As human beings, we have a natural desire to both preserve our individuality (or separate sense of self) and to remain deeply connected to those we love.

To maintain a separate sense of self, we must practice healthy boundaries and ensure that others do not cross an emotional threshold within us that will overwhelm us. Boundaries say, “This is where I end and you begin, and I will not allow you to cross this line.” We momentarily choose ourselves over the union.

To feel deeply connected to others, we must practice releasing boundaries and open the channel that allows for an energetic connection between self and other. Openness says, “I allow you into me, I give myself to you, and through that, we become one.” We momentarily lose the separate sense of self in favor of the union.

Two of the most powerful human drives are our urge to control our own lives (autonomy), and our urge for relationship with others (attachment). One of the biggest tasks of adulthood is being able to balance these two urges, and one of the most common problems is having too much of one, and not enough of the other. — Dr. David Schnarch (Rest in Passion)

We are always managing the paradox between these two seemingly opposing forces. We tend to polarize toward one or the other, either by losing ourselves in our connections with others, or by remaining emotionally distant in order to preserve our individuality.

The more we mature, however, the more we are able to manage the paradox and get evermore emotionally close to our loved one, while staying grounded in a solid sense of who we are.

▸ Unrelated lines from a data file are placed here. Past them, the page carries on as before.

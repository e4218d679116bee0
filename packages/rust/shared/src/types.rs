//! Core domain types for CaseScout research runs.

use serde::{Deserialize, Serialize};
use uuid::Uuid;

/// Sentinel link recorded when no dataset could be found for a use case.
pub const NO_DATASET: &str = "No dataset found";

// ---------------------------------------------------------------------------
// RunId
// ---------------------------------------------------------------------------

/// A UUID v7 wrapper for pipeline run identifiers (time-sortable).
#[derive(Debug, Clone, PartialEq, Eq, Hash, Serialize, Deserialize)]
#[serde(transparent)]
pub struct RunId(pub Uuid);

impl RunId {
    /// Generate a new time-sortable run identifier.
    pub fn new() -> Self {
        Self(Uuid::now_v7())
    }
}

impl Default for RunId {
    fn default() -> Self {
        Self::new()
    }
}

impl std::fmt::Display for RunId {
    fn fmt(&self, f: &mut std::fmt::Formatter<'_>) -> std::fmt::Result {
        write!(f, "{}", self.0)
    }
}

impl std::str::FromStr for RunId {
    type Err = uuid::Error;

    fn from_str(s: &str) -> std::result::Result<Self, Self::Err> {
        Ok(Self(Uuid::parse_str(s)?))
    }
}

// ---------------------------------------------------------------------------
// CompanyInfo
// ---------------------------------------------------------------------------

/// What the research stage learned about a company.
///
/// Both lists are always present. Empty lists mean research came up dry;
/// downstream stages substitute generic defaults instead of failing.
#[derive(Debug, Clone, Default, PartialEq, Serialize, Deserialize)]
pub struct CompanyInfo {
    /// Offering-related text fragments, at most five, in document order.
    pub offerings: Vec<String>,
    /// Focus/strategy-related text fragments, at most five, in document order.
    pub focus_areas: Vec<String>,
    /// Page the facts came from, or a search-query URL for model fallbacks.
    #[serde(default, skip_serializing_if = "Option::is_none")]
    pub url: Option<String>,
}

// ---------------------------------------------------------------------------
// IndustryInfo
// ---------------------------------------------------------------------------

/// What the research stage learned about an industry.
///
/// On the success path both lists are non-empty (placeholder entries stand
/// in when extraction finds nothing). The all-empty form with `url: None`
/// only occurs when the industry lookup failed outright.
#[derive(Debug, Clone, Default, PartialEq, Serialize, Deserialize)]
pub struct IndustryInfo {
    /// Trend/challenge text fragments, at most five, in document order.
    pub trends: Vec<String>,
    /// Standard/regulation text fragments, at most five, in document order.
    pub standards: Vec<String>,
    /// Page the facts came from.
    #[serde(default, skip_serializing_if = "Option::is_none")]
    pub url: Option<String>,
}

// ---------------------------------------------------------------------------
// DatasetIndex
// ---------------------------------------------------------------------------

/// One dataset lookup result.
#[derive(Debug, Clone, PartialEq, Serialize, Deserialize)]
pub struct DatasetEntry {
    /// The refined use case the lookup was issued for.
    pub use_case: String,
    /// First search hit, or [`NO_DATASET`].
    pub link: String,
}

/// Insertion-ordered mapping from use case to dataset pointer.
///
/// Carries exactly one entry per refined use case, in the order the use
/// cases were produced. Failed lookups map to [`NO_DATASET`], never to a
/// missing entry.
#[derive(Debug, Clone, Default, PartialEq, Serialize, Deserialize)]
#[serde(transparent)]
pub struct DatasetIndex(Vec<DatasetEntry>);

impl DatasetIndex {
    /// Create an empty index.
    pub fn new() -> Self {
        Self(Vec::new())
    }

    /// Append an entry, preserving insertion order.
    pub fn insert(&mut self, use_case: impl Into<String>, link: impl Into<String>) {
        self.0.push(DatasetEntry {
            use_case: use_case.into(),
            link: link.into(),
        });
    }

    /// Look up the link recorded for a use case.
    pub fn get(&self, use_case: &str) -> Option<&str> {
        self.0
            .iter()
            .find(|e| e.use_case == use_case)
            .map(|e| e.link.as_str())
    }

    /// Entries in insertion order.
    pub fn entries(&self) -> &[DatasetEntry] {
        &self.0
    }

    pub fn len(&self) -> usize {
        self.0.len()
    }

    pub fn is_empty(&self) -> bool {
        self.0.is_empty()
    }

    /// Number of entries that carry a real link rather than the sentinel.
    pub fn found_count(&self) -> usize {
        self.0.iter().filter(|e| e.link != NO_DATASET).count()
    }
}

#[cfg(test)]
mod tests {
    use super::*;

    #[test]
    fn run_id_roundtrip() {
        let id = RunId::new();
        let s = id.to_string();
        let parsed: RunId = s.parse().expect("parse RunId");
        assert_eq!(id, parsed);
    }

    #[test]
    fn company_info_serialization() {
        let info = CompanyInfo {
            offerings: vec!["Cloud analytics suite".into()],
            focus_areas: vec!["Our mission is customer trust".into()],
            url: Some("https://example.com".into()),
        };

        let json = serde_json::to_string(&info).expect("serialize");
        let parsed: CompanyInfo = serde_json::from_str(&json).expect("deserialize");
        assert_eq!(parsed, info);

        // An absent url is omitted from the wire form entirely.
        let empty = CompanyInfo::default();
        let json = serde_json::to_string(&empty).expect("serialize");
        assert!(!json.contains("url"));
    }

    #[test]
    fn dataset_index_preserves_insertion_order() {
        let mut index = DatasetIndex::new();
        index.insert("AI for improving retention", "https://data.example/a");
        index.insert("ML to optimize pricing", NO_DATASET);
        index.insert("GenAI to address churn", "https://data.example/c");

        let order: Vec<&str> = index.entries().iter().map(|e| e.use_case.as_str()).collect();
        assert_eq!(
            order,
            vec![
                "AI for improving retention",
                "ML to optimize pricing",
                "GenAI to address churn",
            ]
        );
        assert_eq!(index.len(), 3);
        assert_eq!(index.found_count(), 2);
    }

    #[test]
    fn dataset_index_lookup() {
        let mut index = DatasetIndex::new();
        index.insert("ML to optimize pricing", NO_DATASET);

        assert_eq!(index.get("ML to optimize pricing"), Some(NO_DATASET));
        assert_eq!(index.get("unknown use case"), None);
    }
}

This practice is about learning to fluidly open and close boundaries, moment-to-moment, in order to promote a relationship that honors both separateness and togetherness, without polarizing to one side. Like the breath rhythmically and effortlessly expands and contracts within us, so too do our deepest connections with others.

6. Embrace the Lifelong Process

The practice of cultivating more maturity in and through our relationships is not for the faint-hearted. It’s arduous and laborious, but it is a life-giving practice. You see, this practice creates a positive feedback loop in our relationships.

As we leverage our closest relationships to practice self-differentiation, we feed life back into them. We begin showing up with more and more maturity in the very relationships we’re practicing in.

This deepens and strengthens the connection over time, which has unimaginable gifts for all those who are touched by the relationship.

A Final Note

This article is an homage to the late David Schnarch, who wrote the book Passionate Marriage and forever changed my view on love, passion, and life itself. Halfway through writing this, I learned of his passing. Dr. Schnarch inspired my thinking (and being) in my personal and professional life in inexplicable ways, and I’m forever changed by his work.

In a world obsessed with validating, coddling, and comforting, Dr. Schnarch reminded me of the importance of telling the truth, of individuality and self-ownership, and of growing up and taking responsibility for our role in the success of our relationships.

In a world obsessed with attachment and stability, he reminded me of the importance of passion, eros, alchemy, and the innate drive that exists within all living things to evolve.

Most importantly, he helped me believe in a version of love and relationships that is not about feeling good all the time, but rather about reaching our fullest potentials as humans, about spiritual realization, and about union with the Divine within ourselves, in the other, and in all that is.

May you Rest in Passion, Dr. Schnarch. Thank you, for everything.